Valerii Vinokur (also spelled as Vinokour, or Valery Vinokour, born 26 April 1949) is a condensed matter physicist who works on superconductivity, the physics of vortices, disordered media and glasses, nonequilibrium physics of dissipative systems, quantum phase transitions, quantum thermodynamics, and topological quantum matter. He is a senior scientist and Argonne Distinguished Fellow at Argonne National Laboratory and a senior scientist at the Consortium for Advanced Science and Engineering, Office of Research and National Laboratories, The University of Chicago.

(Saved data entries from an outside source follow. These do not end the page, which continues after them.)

#[cfg(test)]
mod tests {
    use super::*;

    fn leaf(id: u32, program: &str, cwd: &str) -> PaneLeaf {
        PaneLeaf {
            id,
            program: Some(program.to_string()),
            cwd: Some(PathBuf::from(cwd)),
        }
    }

    fn split(axis: Axis, pos: u16, first: PaneTree, second: PaneTree) -> PaneTree {
        PaneTree::Split {
            axis,
            position: SplitPosition::from_stored(pos as i64),
            first: Box::new(first),
            second: Box::new(second),
        }
    }

    /// Structure without ids, for comparing rebuilt trees
    fn shape(tree: &PaneTree) -> String {
        match tree {
            PaneTree::Leaf(l) => format!(
                "{}@{}",
                l.program.as_deref().unwrap_or("-"),
                l.cwd.as_ref().map(|p| p.display().to_string()).unwrap_or_default()
            ),
            PaneTree::Split {
                axis,
                position,
                first,
                second,
            } => format!(
                "{}{}({},{})",
                axis,
                position.raw(),
                shape(first),
                shape(second)
            ),
        }
    }

    #[test]
    fn test_axis_parse() {
        assert_eq!(Axis::parse("h"), Some(Axis::Horizontal));
        assert_eq!(Axis::parse("vertical"), Some(Axis::Vertical));
        assert_eq!(Axis::parse("H"), Some(Axis::Horizontal));
        assert_eq!(Axis::parse(""), None);
        assert_eq!(Axis::parse("x"), None);
    }

    #[test]
    fn test_position_encoding_bounds() {
        assert_eq!(SplitPosition::from_percent(0.0).raw(), 0);
        assert_eq!(SplitPosition::from_percent(100.0).raw(), 10_000);
        assert_eq!(SplitPosition::from_pixels(0, 800).raw(), 0);
        assert_eq!(SplitPosition::from_pixels(800, 800).raw(), 10_000);
        assert_eq!(SplitPosition::from_pixels(400, 800).raw(), 5_000);
        assert_eq!(SplitPosition::from_pixels(10, 0), SplitPosition::CENTER);
        assert_eq!(SplitPosition::from_stored(-1), SplitPosition::CENTER);
        assert_eq!(SplitPosition::from_stored(20_000).raw(), 10_000);
    }

    #[test]
    fn test_position_encoding_monotonic() {
        let mut last = 0;
        for px in 0..=1000 {
            let raw = SplitPosition::from_pixels(px, 1000).raw();
            assert!(raw >= last);
            last = raw;
        }
    }

    #[test]
    fn test_position_decode() {
        let pos = SplitPosition::from_pixels(300, 1200);
        assert_eq!(pos.raw(), 2_500);
        assert_eq!(pos.to_pixels(800), 200);
    }

    #[test]
    fn test_split_and_remove() {
        let mut tree = PaneTree::leaf(PaneLeaf::new(0));
        assert!(tree.split(0, Axis::Horizontal, SplitPosition::CENTER, PaneLeaf::new(1)));
        assert!(tree.split(1, Axis::Vertical, SplitPosition::CENTER, PaneLeaf::new(2)));
        assert!(!tree.split(9, Axis::Vertical, SplitPosition::CENTER, PaneLeaf::new(3)));
        assert_eq!(tree.leaf_count(), 3);

        let removed = tree.remove(1).unwrap();
        assert_eq!(removed.id, 1);
        let ids: Vec<u32> = tree.leaves().iter().map(|l| l.id).collect();
        assert_eq!(ids, vec![0, 2]);

        assert!(tree.remove(2).is_some());
        assert!(tree.remove(0).is_none());
        assert_eq!(tree.leaf_count(), 1);
    }

    #[test]
    fn test_normalize_root_swaps_ids() {
        let mut tree = split(
            Axis::Horizontal,
            5000,
            PaneTree::leaf(PaneLeaf::new(4)),
            PaneTree::leaf(PaneLeaf::new(0)),
        );
        assert_eq!(tree.normalize_root(), Some(4));
        let ids: Vec<u32> = tree.leaves().iter().map(|l| l.id).collect();
        assert_eq!(ids, vec![0, 4]);
        assert_eq!(tree.normalize_root(), None);
    }

    #[test]
    fn test_flatten_root_is_canonical() {
        let mut tree = split(
            Axis::Vertical,
            3000,
            PaneTree::leaf(leaf(7, "htop", "/tmp")),
            PaneTree::leaf(leaf(3, "bash", "/home")),
        );
        let records = tree.flatten();
        assert_eq!(records[0].id, 0);
        assert_eq!(records[0].parent, 0);
        assert_eq!(records[0].position, -1);
        assert_eq!(records[0].axis, Axis::Vertical);
        assert_eq!(records[0].program.as_deref(), Some("htop"));
        assert_eq!(records[1].parent, 0);
        assert_eq!(records[1].position, 3000);
    }

    #[test]
    fn test_flatten_orders_outer_split_first() {
        // h(v(a1, a2), b): b must be split off a1 before a2 is
        let mut tree = split(
            Axis::Horizontal,
            6000,
            split(
                Axis::Vertical,
                2500,
                PaneTree::leaf(leaf(0, "a1", "/a")),
                PaneTree::leaf(leaf(1, "a2", "/a")),
            ),
            PaneTree::leaf(leaf(2, "b", "/b")),
        );
        let records = tree.flatten();
        let ids: Vec<u32> = records.iter().map(|r| r.id).collect();
        assert_eq!(ids, vec![0, 2, 1]);
        assert_eq!(records[1].axis, Axis::Horizontal);
        assert_eq!(records[2].axis, Axis::Vertical);
    }

    #[test]
    fn test_round_trip_nested() {
        let before = split(
            Axis::Vertical,
            4200,
            split(
                Axis::Horizontal,
                5000,
                PaneTree::leaf(leaf(0, "vim", "/src")),
                split(
                    Axis::Vertical,
                    7000,
                    PaneTree::leaf(leaf(5, "cargo", "/src")),
                    PaneTree::leaf(leaf(6, "git", "/src")),
                ),
            ),
            split(
                Axis::Horizontal,
                1000,
                PaneTree::leaf(leaf(2, "top", "/")),
                PaneTree::leaf(leaf(9, "bash", "/home")),
            ),
        );

        let mut tree = before.clone();
        let records = tree.flatten();
        let (rebuilt, dropped) = PaneTree::from_records(&records);

        assert!(dropped.is_empty());
        assert_eq!(shape(&rebuilt), shape(&before));
        assert_eq!(rebuilt, tree);
    }

    #[test]
    fn test_round_trip_single_leaf() {
        let mut tree = PaneTree::leaf(leaf(3, "zsh", "/root"));
        let records = tree.flatten();
        assert_eq!(records.len(), 1);
        let (rebuilt, _) = PaneTree::from_records(&records);
        assert_eq!(rebuilt.first_leaf().id, 0);
        assert_eq!(rebuilt.first_leaf().program.as_deref(), Some("zsh"));
    }

    #[test]
    fn test_rebuild_drops_orphans() {
        let records = vec![
            PaneRecord {
                id: 0,
                parent: 0,
                axis: Axis::Vertical,
                position: -1,
                program: None,
                cwd: None,
            },
            PaneRecord {
                id: 2,
                parent: 7,
                axis: Axis::Horizontal,
                position: 5000,
                program: None,
                cwd: None,
            },
            // Child of the dropped record is dropped too
            PaneRecord {
                id: 3,
                parent: 2,
                axis: Axis::Horizontal,
                position: 5000,
                program: None,
                cwd: None,
            },
            PaneRecord {
                id: 4,
                parent: 0,
                axis: Axis::Vertical,
                position: 2000,
                program: None,
                cwd: None,
            },
        ];
        let (tree, dropped) = PaneTree::from_records(&records);
        let ids: Vec<u32> = tree.leaves().iter().map(|l| l.id).collect();
        assert_eq!(ids, vec![0, 4]);
        assert_eq!(dropped.len(), 2);
    }

    #[test]
    fn test_rebuild_empty() {
        let (tree, dropped) = PaneTree::from_records(&[]);
        assert_eq!(tree.leaf_count(), 1);
        assert!(dropped.is_empty());
    }

    #[test]
    fn test_neighbor() {
        // +---+---+
        // | 0 | 1 |
        // +---+---+
        // |   2   |
        // +-------+
        let tree = split(
            Axis::Vertical,
            5000,
            split(
                Axis::Horizontal,
                5000,
                PaneTree::leaf(PaneLeaf::new(0)),
                PaneTree::leaf(PaneLeaf::new(1)),
            ),
            PaneTree::leaf(PaneLeaf::new(2)),
        );
        assert_eq!(tree.neighbor(0, Direction::Right), Some(1));
        assert_eq!(tree.neighbor(1, Direction::Left), Some(0));
        assert_eq!(tree.neighbor(0, Direction::Down), Some(2));
        assert_eq!(tree.neighbor(1, Direction::Down), Some(2));
        assert_eq!(tree.neighbor(2, Direction::Up), Some(0));
        assert_eq!(tree.neighbor(0, Direction::Left), None);
        assert_eq!(tree.neighbor(2, Direction::Down), None);
        assert_eq!(tree.neighbor(42, Direction::Down), None);
    }
}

He is a Foreign Member of the National Norwegian Academy of Science and Letters and a Fellow of the American Physical Society.

Career

Vinokur earned his BSc in physics of metals at Moscow Institute of Steel and Alloys in 1972 and moved to the Institute of Solid State Physics, Chernogolovka, Russia, where he received a Ph.D. in physics in 1979. He has held appointments as visiting scientist at CNRS, Grenoble (1987), visiting scientist at Leiden University (1989), visiting scientist at ETH (Zurich) (1990), and as visiting director of research at Ecole Normale Superieure (Paris) (1996). Since 1990 Vinokur has worked at the Argonne National Laboratory, having become Distinguished Argonne Fellow in 2009. Since 2018, he has been a senior scientist at the Consortium for Advanced Science and Engineering, Office of Research and National Laboratories, The University of Chicago.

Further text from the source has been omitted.